- **To do**
Retype the listing without any alteration.

- **Stored data**

"""

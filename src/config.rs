//! Server configuration, environment-driven with defaults.

use std::net::SocketAddr;
use std::path::PathBuf;
use std::time::Duration;

use url::Url;

use crate::error::IsorenderError;

/// Runtime configuration for the SSR server.
#[derive(Debug, Clone)]
pub struct ServerConfig {
	/// Address the HTTP server binds to.
	pub listen_addr: SocketAddr,
	/// Origin of the upstream API the proxy and server loaders target.
	pub upstream_api: Url,
	/// Directory the built client bundle is served from.
	pub static_dir: PathBuf,
	/// Upper bound on the data preload phase; on expiry rendering
	/// proceeds with whatever state has settled.
	pub preload_timeout: Duration,
}

impl Default for ServerConfig {
	fn default() -> Self {
		Self {
			listen_addr: ([127, 0, 0, 1], 3000).into(),
			// The upstream API origin the original deployment proxied to.
			upstream_api: Url::parse("http://localhost:4000").expect("static url"),
			static_dir: PathBuf::from("dist"),
			preload_timeout: Duration::from_millis(5000),
		}
	}
}

impl ServerConfig {
	/// Builds the configuration from `ISORENDER_*` environment
	/// variables, falling back to defaults for anything unset.
	pub fn from_env() -> Result<Self, IsorenderError> {
		let mut config = Self::default();

		if let Ok(value) = std::env::var("ISORENDER_LISTEN") {
			config.listen_addr = value
				.parse()
				.map_err(|_| IsorenderError::Config(format!("bad listen address: {value}")))?;
		}
		if let Ok(value) = std::env::var("ISORENDER_UPSTREAM_API") {
			config.upstream_api = Url::parse(&value)
				.map_err(|_| IsorenderError::Config(format!("bad upstream url: {value}")))?;
		}
		if let Ok(value) = std::env::var("ISORENDER_STATIC_DIR") {
			config.static_dir = PathBuf::from(value);
		}
		if let Ok(value) = std::env::var("ISORENDER_PRELOAD_TIMEOUT_MS") {
			let millis: u64 = value
				.parse()
				.map_err(|_| IsorenderError::Config(format!("bad preload timeout: {value}")))?;
			config.preload_timeout = Duration::from_millis(millis);
		}

		Ok(config)
	}
}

"""

- **Response to this task**
filename src/config.rs
//! Server configuration, environment-driven with defaults.

use std::net::SocketAddr;
use std::path::PathBuf;
use std::time::Duration;

use url::Url;

use crate::error::IsorenderError;

/// Runtime configuration for the SSR server.
#[derive(Debug, Clone)]
pub struct ServerConfig {
	/// Address the HTTP server binds to.
	pub listen_addr: SocketAddr,
	/// Origin of the upstream API the proxy and server loaders target.
	pub upstream_api: Url,
	/// Directory the built client bundle is served from.
	pub static_dir: PathBuf,
	/// Upper bound on the data preload phase; on expiry rendering
	/// proceeds with whatever state has settled.
	pub preload_timeout: Duration,
}

impl Default for ServerConfig {
	fn default() -> Self {
		Self {
			listen_addr: ([127, 0, 0, 1], 3000).into(),
			// The upstream API origin the original deployment proxied to.
			upstream_api: Url::parse("http://localhost:4000").expect("static url"),
			static_dir: PathBuf::from("dist"),
			preload_timeout: Duration::from_millis(5000),
		}
	}
}

impl ServerConfig {
	/// Builds the configuration from `ISORENDER_*` environment
	/// variables, falling back to defaults for anything unset.
	pub fn from_env() -> Result<Self, IsorenderError> {
		let mut config = Self::default();

		if let Ok(value) = std::env::var("ISORENDER_LISTEN") {
			config.listen_addr = value
				.parse()
				.map_err(|_| IsorenderError::Config(format!("bad listen address: {value}")))?;
		}
		if let Ok(value) = std::env::var("ISORENDER_UPSTREAM_API") {
			config.upstream_api = Url::parse(&value)
				.map_err(|_| IsorenderError::Config(format!("bad upstream url: {value}")))?;
		}
		if let Ok(value) = std::env::var("ISORENDER_STATIC_DIR") {
			config.static_dir = PathBuf::from(value);
		}
		if let Ok(value) = std::env::var("ISORENDER_PRELOAD_TIMEOUT_MS") {
			let millis: u64 = value
				.parse()
				.map_err(|_| IsorenderError::Config(format!("bad preload timeout: {value}")))?;
			config.preload_timeout = Duration::from_millis(millis);
		}

		Ok(config)
	}
}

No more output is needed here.